Our study detected only two factors affecting the adherence rate to guidelines; physicians’ qualifications and the use of RADT in pharyngitis. Another study done in Egypt (2014) showed that patients preference for an antibiotic to be prescribed is a significant factor associated with physician’s antibiotic prescribing; acting as an influence factor . A study done in Boston emphasizing that clinician’s fear failing to meet patient expectations and demand for being prescribed an antibiotic . In agreement with the results at hand, Gröndal  reported in 2015 that, the past Swedish guidelines stated that rapid antigen strep A test (RADT) for Group A Streptococci reduce unnecessary antibiotics prescribed to outpatients with pharyngitis. In France, a study assessed the use of rapid antigen diagnostic tests and their impact on antibiotics prescribing behavior of physicians for outpatients with acute pharyngitis .
Limitations of the study
The physicians were allowed to base the disease type either viral or bacterial only on their own clinical interpretation of signs and symptoms of patients. Therefore, this item was a subjective measure depending on personal judgment. Some physicians prescribed antibiotics in order to fulfill outpatients’ satisfaction which is not true. It is difficult to change ingrained personal and cultural prescribing habits of the physicians against a background of satisfying the patient.
Strengths of the study
The strength of our study is the large sample size of 900 prescriptions covering the complete range of adult patients attending outpatient clinics of Ministry of Health Hospitals. Another point of strength is the number of posters that were made available in outpatient clinics containing the updated American Family Physicians Guidelines concerning the use of antibiotics in acute upper respiratory tract infections. A third point of strength was offering of RADT for free to ensure its availability in outpatient clinics to let the physicians use it and be part of their clinical decision making strategy. Also, short sessions, where given to physicians, who did not use the test before, to familiarize them with it and stress its importance.
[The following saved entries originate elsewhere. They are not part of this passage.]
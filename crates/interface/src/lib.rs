use rust_decimal::Decimal;
use serde::{Deserialize, Serialize};
use thiserror::Error;

/// 시세 조회 결과
#[derive(Debug, Clone, PartialEq, Serialize, Deserialize)]
pub struct Quote {
    /// 정규화된 심볼 (대문자)
    pub symbol: String,
    /// 회사 이름
    pub name: String,
    /// 현재가 (USD)
    pub price: Decimal,
}

impl Quote {
    pub fn new(symbol: impl Into<String>, name: impl Into<String>, price: Decimal) -> Self {
        Self {
            symbol: symbol.into(),
            name: name.into(),
            price,
        }
    }
}

/// 사용자 입력 심볼 정규화 (공백 제거 + 대문자)
/// 빈 문자열이면 None
pub fn normalize_symbol(raw: &str) -> Option<String> {
    let symbol = raw.trim();
    if symbol.is_empty() {
        return None;
    }
    Some(symbol.to_ascii_uppercase())
}

#[derive(Error, Debug)]
pub enum QuoteError {
    #[error("http error: {0}")]
    Http(#[from] reqwest::Error),
    #[error("other error: {0}")]
    Other(String),
}
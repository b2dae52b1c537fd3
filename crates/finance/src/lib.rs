use std::sync::Arc;

use quotes::QuoteProvider;
use tracing::warn;

pub mod auth;
pub mod config;
pub mod error;
pub mod ledger;
pub mod logger;
pub mod server;
pub mod store;
pub mod trading;

use auth::{AuthService, TokenIssuer};
use config::Config;
use server::{AppState, SharedState};
use store::{LedgerStore, SqliteLedgerStore, StoreError};
use trading::TradingEngine;

// 라이브러리 로드 시 .env 자동 로드
#[ctor::ctor]
fn load_dotenv() {
    dotenv::dotenv().ok();
}

/// 저장소와 시세 제공자로 서버 상태 구성
pub fn build_state(
    config: &Config,
    store: Arc<dyn LedgerStore>,
    quotes: Arc<dyn QuoteProvider>,
) -> SharedState {
    let tokens = match &config.jwt_secret {
        Some(secret) => TokenIssuer::new(secret.as_bytes(), config.token_ttl_secs),
        None => {
            warn!("JWT_SECRET not set; using a per-process key (sessions end on restart)");
            TokenIssuer::ephemeral(config.token_ttl_secs)
        }
    };

    Arc::new(AppState {
        auth: AuthService::new(store.clone(), tokens, config.starting_cash),
        engine: TradingEngine::new(store, quotes),
    })
}

/// 설정의 DB 경로로 SQLite 저장소 열기
pub async fn open_store(config: &Config) -> Result<Arc<dyn LedgerStore>, StoreError> {
    let store = SqliteLedgerStore::open(&config.db_path, config.db_max_connections).await?;
    Ok(Arc::new(store))
}
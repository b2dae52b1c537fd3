use std::time::Duration;

use async_trait::async_trait;
use reqwest::{StatusCode, Url};
use rust_decimal::Decimal;
use serde::Deserialize;
use tracing::{debug, warn};

use interface::{Quote, QuoteError};

use crate::QuoteProvider;

pub const DEFAULT_BASE_URL: &str = "https://cloud.iexapis.com/stable";

const REQUEST_TIMEOUT: Duration = Duration::from_secs(10);

#[derive(Debug, Deserialize)]
#[serde(rename_all = "camelCase")]
struct IexQuoteResponse {
    symbol: String,
    company_name: Option<String>,
    latest_price: Option<Decimal>,
}

/// IEX Cloud `/stock/{symbol}/quote` 기반 시세 제공자
pub struct IexQuoteProvider {
    http: reqwest::Client,
    base_url: String,
    api_key: String,
}

impl IexQuoteProvider {
    pub fn new(base_url: impl Into<String>, api_key: impl Into<String>) -> Result<Self, QuoteError> {
        let http = reqwest::Client::builder()
            .timeout(REQUEST_TIMEOUT)
            .build()?;

        Ok(Self {
            http,
            base_url: base_url.into(),
            api_key: api_key.into(),
        })
    }

    fn quote_url(&self, symbol: &str) -> Result<Url, QuoteError> {
        let mut url = Url::parse(self.base_url.trim_end_matches('/'))
            .map_err(|e| QuoteError::Other(format!("Invalid quote base url: {}", e)))?;

        url.path_segments_mut()
            .map_err(|_| QuoteError::Other("Quote base url cannot be a base".to_string()))?
            .push("stock")
            .push(symbol)
            .push("quote");
        url.query_pairs_mut().append_pair("token", &self.api_key);

        Ok(url)
    }
}

#[async_trait]
impl QuoteProvider for IexQuoteProvider {
    fn name(&self) -> &'static str {
        "iex"
    }

    async fn lookup(&self, symbol: &str) -> Result<Option<Quote>, QuoteError> {
        let url = self.quote_url(symbol)?;

        let response = self.http.get(url).send().await?;

        let status = response.status();
        let response_text = response.text().await?;

        // 알 수 없는 심볼은 404 + "Unknown symbol"
        if status == StatusCode::NOT_FOUND {
            debug!("IEX: unknown symbol {}", symbol);
            return Ok(None);
        }

        if !status.is_success() {
            return Err(QuoteError::Other(format!(
                "IEX API HTTP error: status {}, response: {}",
                status,
                response_text.chars().take(200).collect::<String>()
            )));
        }

        let parsed: IexQuoteResponse = serde_json::from_str(&response_text).map_err(|e| {
            QuoteError::Other(format!(
                "Failed to parse IEX response: {}, response: {}",
                e,
                response_text.chars().take(200).collect::<String>()
            ))
        })?;

        let Some(price) = parsed.latest_price else {
            warn!("IEX: {} has no latest price", symbol);
            return Ok(None);
        };

        Ok(Some(Quote {
            name: parsed.company_name.unwrap_or_else(|| parsed.symbol.clone()),
            symbol: parsed.symbol.to_ascii_uppercase(),
            price,
        }))
    }
}

#[cfg(test)]
mod tests {
    use super::*;
    use rust_decimal_macros::dec;

    #[test]
    fn test_quote_url_escapes_symbol_and_appends_token() {
        let provider = IexQuoteProvider::new("https://example.test/stable/", "pk_test").unwrap();
        let url = provider.quote_url("BRK/B").unwrap();

        assert_eq!(
            url.as_str(),
            "https://example.test/stable/stock/BRK%2FB/quote?token=pk_test"
        );
    }

    #[test]
    fn test_parse_iex_response() {
        let body = r#"{"symbol":"NFLX","companyName":"Netflix Inc.","latestPrice":412.5,"volume":1}"#;
        let parsed: IexQuoteResponse = serde_json::from_str(body).unwrap();

        assert_eq!(parsed.symbol, "NFLX");
        assert_eq!(parsed.company_name.as_deref(), Some("Netflix Inc."));
        assert_eq!(parsed.latest_price, Some(dec!(412.5)));
    }

    #[test]
    fn test_parse_iex_response_without_price() {
        let body = r#"{"symbol":"XYZ","companyName":null,"latestPrice":null}"#;
        let parsed: IexQuoteResponse = serde_json::from_str(body).unwrap();

        assert!(parsed.latest_price.is_none());
        assert!(parsed.company_name.is_none());
    }
}
use std::net::SocketAddr;
use std::sync::Arc;

use axum::extract::rejection::JsonRejection;
use axum::extract::{FromRequestParts, Path, State};
use axum::http::header::{AUTHORIZATION, CACHE_CONTROL, EXPIRES, PRAGMA};
use axum::http::request::Parts;
use axum::http::{HeaderValue, StatusCode};
use axum::routing::{get, post};
use axum::{Json, Router, async_trait};
use interface::Quote;
use serde::{Deserialize, Serialize};
use serde_json::{Value, json};
use tower_http::cors::CorsLayer;
use tower_http::set_header::SetResponseHeaderLayer;
use tower_http::trace::TraceLayer;
use tracing::info;

use crate::auth::{AuthService, Session};
use crate::error::Error;
use crate::store::{HistoryEntry, UserId};
use crate::trading::{PortfolioView, TradeReceipt, TradingEngine};

pub struct AppState {
    pub auth: AuthService,
    pub engine: TradingEngine,
}

pub type SharedState = Arc<AppState>;

/// 검증된 토큰의 사용자
#[derive(Debug, Clone)]
pub struct AuthUser {
    pub user_id: UserId,
    pub username: String,
}

#[async_trait]
impl FromRequestParts<SharedState> for AuthUser {
    type Rejection = Error;

    async fn from_request_parts(
        parts: &mut Parts,
        state: &SharedState,
    ) -> Result<Self, Self::Rejection> {
        let token = parts
            .headers
            .get(AUTHORIZATION)
            .and_then(|value| value.to_str().ok())
            .and_then(|value| value.strip_prefix("Bearer "))
            .map(str::trim)
            .filter(|token| !token.is_empty())
            .ok_or(Error::Unauthorized)?;

        let claims = state.auth.authenticate(token)?;
        Ok(AuthUser {
            user_id: claims.sub,
            username: claims.username,
        })
    }
}

#[derive(Debug, Deserialize)]
pub struct RegisterRequest {
    #[serde(default)]
    pub username: String,
    #[serde(default)]
    pub password: String,
    #[serde(default)]
    pub confirmation: String,
}

#[derive(Debug, Deserialize)]
pub struct LoginRequest {
    #[serde(default)]
    pub username: String,
    #[serde(default)]
    pub password: String,
}

#[derive(Debug, Deserialize)]
pub struct TradeRequest {
    #[serde(default)]
    pub symbol: String,
    pub shares: Option<i64>,
}

#[derive(Debug, Serialize)]
pub struct RegisterResponse {
    pub user_id: UserId,
}

fn body<T>(payload: Result<Json<T>, JsonRejection>) -> Result<T, Error> {
    payload
        .map(|Json(value)| value)
        .map_err(|rejection| Error::InvalidInput(rejection.body_text()))
}

pub fn router(state: SharedState) -> Router {
    Router::new()
        .route("/health", get(health))
        .route("/register", post(register))
        .route("/login", post(login))
        .route("/quote/:symbol", get(quote))
        .route("/buy", post(buy))
        .route("/sell", post(sell))
        .route("/portfolio", get(portfolio))
        .route("/history", get(history))
        .layer(SetResponseHeaderLayer::overriding(
            CACHE_CONTROL,
            HeaderValue::from_static("no-cache, no-store, must-revalidate"),
        ))
        .layer(SetResponseHeaderLayer::overriding(
            EXPIRES,
            HeaderValue::from_static("0"),
        ))
        .layer(SetResponseHeaderLayer::overriding(
            PRAGMA,
            HeaderValue::from_static("no-cache"),
        ))
        .layer(TraceLayer::new_for_http())
        .layer(CorsLayer::permissive())
        .with_state(state)
}

pub async fn start_server(port: u16, state: SharedState) -> eyre::Result<()> {
    let app = router(state);

    let addr = SocketAddr::from(([0, 0, 0, 0], port));
    let listener = tokio::net::TcpListener::bind(addr).await?;
    info!("API 서버 listening on {}", addr);

    axum::serve(listener, app).await?;
    Ok(())
}

async fn health() -> Json<Value> {
    Json(json!({ "status": "ok" }))
}

async fn register(
    State(state): State<SharedState>,
    payload: Result<Json<RegisterRequest>, JsonRejection>,
) -> Result<(StatusCode, Json<RegisterResponse>), Error> {
    let req = body(payload)?;
    let user_id = state
        .auth
        .register(&req.username, &req.password, &req.confirmation)
        .await?;

    Ok((StatusCode::CREATED, Json(RegisterResponse { user_id })))
}

async fn login(
    State(state): State<SharedState>,
    payload: Result<Json<LoginRequest>, JsonRejection>,
) -> Result<Json<Session>, Error> {
    let req = body(payload)?;
    let session = state.auth.login(&req.username, &req.password).await?;
    Ok(Json(session))
}

async fn quote(
    State(state): State<SharedState>,
    _user: AuthUser,
    Path(symbol): Path<String>,
) -> Result<Json<Quote>, Error> {
    Ok(Json(state.engine.quote(&symbol).await?))
}

async fn buy(
    State(state): State<SharedState>,
    user: AuthUser,
    payload: Result<Json<TradeRequest>, JsonRejection>,
) -> Result<Json<TradeReceipt>, Error> {
    let req = body(payload)?;
    let shares = req
        .shares
        .ok_or_else(|| Error::InvalidInput("must provide shares".to_string()))?;

    let receipt = state.engine.buy(user.user_id, &req.symbol, shares).await?;
    Ok(Json(receipt))
}

async fn sell(
    State(state): State<SharedState>,
    user: AuthUser,
    payload: Result<Json<TradeRequest>, JsonRejection>,
) -> Result<Json<TradeReceipt>, Error> {
    let req = body(payload)?;
    let shares = req
        .shares
        .ok_or_else(|| Error::InvalidInput("must provide shares".to_string()))?;

    let receipt = state.engine.sell(user.user_id, &req.symbol, shares).await?;
    Ok(Json(receipt))
}

async fn portfolio(
    State(state): State<SharedState>,
    user: AuthUser,
) -> Result<Json<PortfolioView>, Error> {
    Ok(Json(state.engine.valuate(user.user_id).await?))
}

async fn history(
    State(state): State<SharedState>,
    user: AuthUser,
) -> Result<Json<Vec<HistoryEntry>>, Error> {
    Ok(Json(state.engine.history(user.user_id).await?))
}
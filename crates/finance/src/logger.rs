use std::path::Path;

use tracing_appender::non_blocking::WorkerGuard;
use tracing_subscriber::{EnvFilter, fmt, prelude::*};

const DEFAULT_FILTER: &str = "finance=debug,quotes=debug,tower_http=info,sea_orm=warn";

/// stdout + 일별 로그 파일 구독자 설치.
/// 반환된 guard가 살아 있는 동안만 파일 로그가 flush 된다.
pub fn init_tracing(log_dir: &Path) -> Vec<WorkerGuard> {
    let mut guards = Vec::new();

    let filter = EnvFilter::try_from_default_env().unwrap_or_else(|_| DEFAULT_FILTER.into());

    let (stdout_writer, stdout_guard) = tracing_appender::non_blocking(std::io::stdout());
    guards.push(stdout_guard);

    let file_appender = tracing_appender::rolling::daily(log_dir, "finance.log");
    let (file_writer, file_guard) = tracing_appender::non_blocking(file_appender);
    guards.push(file_guard);

    tracing_subscriber::registry()
        .with(filter)
        .with(fmt::layer().with_writer(stdout_writer))
        .with(fmt::layer().with_ansi(false).with_writer(file_writer))
        .init();

    guards
}
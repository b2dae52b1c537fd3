use async_trait::async_trait;

use interface::{Quote, QuoteError};

pub mod fixed;
pub mod iex;

/// 시세 제공자 공통 인터페이스.
///
/// `Ok(None)`은 "존재하지 않는 심볼", `Err`는 제공자 장애를 의미한다.
/// 심볼은 호출자가 정규화(대문자)해서 넘긴다.
#[async_trait]
pub trait QuoteProvider: Send + Sync {
    fn name(&self) -> &'static str;

    async fn lookup(&self, symbol: &str) -> Result<Option<Quote>, QuoteError>;
}

// Convenience re-exports
pub use fixed::FixedQuoteProvider;
pub use iex::{IexQuoteProvider, DEFAULT_BASE_URL};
Using active and passive interventions can change prescribing habits and physicians’ adherence to guidelines; resulting in improvement of appropriate antibiotics use for AURTI and reduction of unnecessary healthcare prescribed antibiotics and advance in quality of care provided by outpatient clinics. Physicians qualifications plays a significant role where; first/second year residents tend to follow guidelines and prescribe appropriately antibiotics while older residents and staff rely mainly on their practical experience. Also the use of RADT can improve the adherence rate in Pharyngeal Infection.